Yona Biru came to the United States after the military government takeover in Ethiopia resulted in a communist government. "I came to the U.S. with $12 in my pocket, including a $2 bill because I was told that was good luck," Biru said.
He worked hard, financing his education by working as a waiter. With his doctorate degree in economics in hand, he started working at the World Bank in 1993. For 17 years, he provided stellar service to the organization, spending seven of those years as the deputy global manager of the International Comparison Program (ICP), "one of the most prominent programs that the bank has ever managed," he said.
On Feb. 20, Biru told a group of civil rights leaders from local chapters in the Washington, Maryland and Virginia areas, that despite his hard work and success, he was not promoted because he is Black. His description of the working environment at the World Bank can be characterized as "Jim Crow" or "apartheid." It is why the National Association for the Advancement of Colored People (NAACP), D.C. and Prince George's County chapters; the National Action Network (NAN), D.C. chapter; National Urban League; and the Rainbow/PUSH Coalition gathered to hear about and discuss the World Bank and these issues.
"We are coming together as a group of local civil rights leaders representing organizations to say that we will together address this issue. We might not be able to resolve every part of it, but our job is grassroots mobilization [and] exposure, and that's what we want to do," said Lennox Abrigo, president of the National Action Network of the D.C. chapter.
They started by hearing the entirety of Biru's story. While he was deputy global manager of the ICP program, the global manager position became available and he applied. His credentials and employment record were stellar; his experience was current and relevant. His application was turned down. He defines the reason for the bank's inability to promote him as one that was "systemic, it is in your face, it is know your place type of racial discrimination.
"To start with in 1996, one of the staff associations' members asked one of the directors of the World Bank why is it that you do not hire Black professionals," Biru said. The director, in a departmental meeting with people of all races, according to Biru, answered, "Blacks do not make good accountants and besides, I do not want my department to look like a ghetto."

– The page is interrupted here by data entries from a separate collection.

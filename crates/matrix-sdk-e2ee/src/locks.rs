// Copyright 2024 The Matrix.org Foundation C.I.C.
//
// Licensed under the Apache License, Version 2.0 (the "License");
// you may not use this file except in compliance with the License.
// You may obtain a copy of the License at
//
//     http://www.apache.org/licenses/LICENSE-2.0
//
// Unless required by applicable law or agreed to in writing, software
// distributed under the License is distributed on an "AS IS" BASIS,
// WITHOUT WARRANTIES OR CONDITIONS OF ANY KIND, either express or implied.
// See the License for the specific language governing permissions and
// limitations under the License.

//! Simplified synchronous locks that ignore poisoning.
//!
//! These guard plain in-memory maps. A panic while holding one of them never
//! leaves a map half-updated in a way the next reader could misinterpret, so
//! the poison flag carries no information for us.

use std::sync::{
    Mutex as StdMutex, MutexGuard, PoisonError, RwLock as StdRwLock, RwLockReadGuard,
    RwLockWriteGuard,
};

/// A wrapper around [`std::sync::RwLock`] whose methods don't return a
/// `Result`.
#[derive(Debug, Default)]
pub struct RwLock<T: ?Sized>(StdRwLock<T>);

impl<T> RwLock<T> {
    /// Create a new lock holding the given value.
    pub const fn new(value: T) -> Self {
        Self(StdRwLock::new(value))
    }

    /// Consume the lock, returning the inner value.
    pub fn into_inner(self) -> T {
        self.0.into_inner().unwrap_or_else(PoisonError::into_inner)
    }
}

impl<T: ?Sized> RwLock<T> {
    /// Lock for reading.
    pub fn read(&self) -> RwLockReadGuard<'_, T> {
        self.0.read().unwrap_or_else(PoisonError::into_inner)
    }

    /// Lock for writing.
    pub fn write(&self) -> RwLockWriteGuard<'_, T> {
        self.0.write().unwrap_or_else(PoisonError::into_inner)
    }
}

/// A wrapper around [`std::sync::Mutex`] whose `lock()` doesn't return a
/// `Result`.
#[derive(Debug, Default)]
pub struct Mutex<T: ?Sized>(StdMutex<T>);

impl<T> Mutex<T> {
    /// Create a new mutex holding the given value.
    pub const fn new(value: T) -> Self {
        Self(StdMutex::new(value))
    }
}

impl<T: ?Sized> Mutex<T> {
    /// Acquire the mutex.
    pub fn lock(&self) -> MutexGuard<'_, T> {
        self.0.lock().unwrap_or_else(PoisonError::into_inner)
    }
}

Biru said the managers, who come from all over the world, come with a preconceived idea about where Blacks should be in the professional and social hierarchy. For example, the development economics vice-presidency, where the Bank's economics policy is developed, had about 170 professionals but only had two Blacks; Biru was one of them. "The reason for that is at the professional level Blacks are segregated in the Africa region," he continued, "the ghetto of the bank."
Blacks do not cross and go to the main building because they are segregated in a building called "Apartheid Avenue."
"I was a Deputy Global Manager of a very high profiled project. And I was the highest rated manager seven years ago. So the Global Manager retired, I said, 'I am going to apply for it because my record is straight outstanding best practice, year after year,'" Biru said.
When Biru applied for the position he had already been doing for seven years, he was shunned. He was told candidly that Europeans were not used to seeing a Black man in the Global Manager position. Although he was offered other positions, he refused to take any besides the Global Manager position. "I said over my dead body, I would not get any position but that."
Soon, Biru started receiving threats of termination. "Since they could not deny me that position based on my qualifications, basically what they did was they got into my HR file, wiped out my managing experience. All seven years of outstanding best practice evaluation was gone," Biru said.
That was not the end of his troubles with the bank. Biru said after they wiped out his managing experience, that they denied he was ever a manager, but acknowledged his secretarial credentials. "Over a dozen heads of international agencies wrote letters saying that this is crazy." These executive attested to knowing Biru as a high performing senior manager at the World Bank. The bank stood firm with their forged documents, claiming he was not qualified to be considered for the position.
"This is the kind of racism that happens, and they can do it because they are immune from the legal system. But this is not only my story. One thing that really needs to be understood, and really advocated for, is if you look at particular groups that are most discriminated [in the World Bank], they are African-Americans."
According to Abrigo, the four civil rights groups are brainstorming strategies to expose discrimination at the World Bank. The organizations plan to visit Congress, including sending a letter to the Congressional Black Caucus. They are planning press conferences and rallies, and to use various media platforms to share this information. The civil rights groups also plan to challenge the World Bank in court, using legal expertise from each organization.
Biru is seeking $4.1 million for emotional damages, mental distress, and a destroyed career.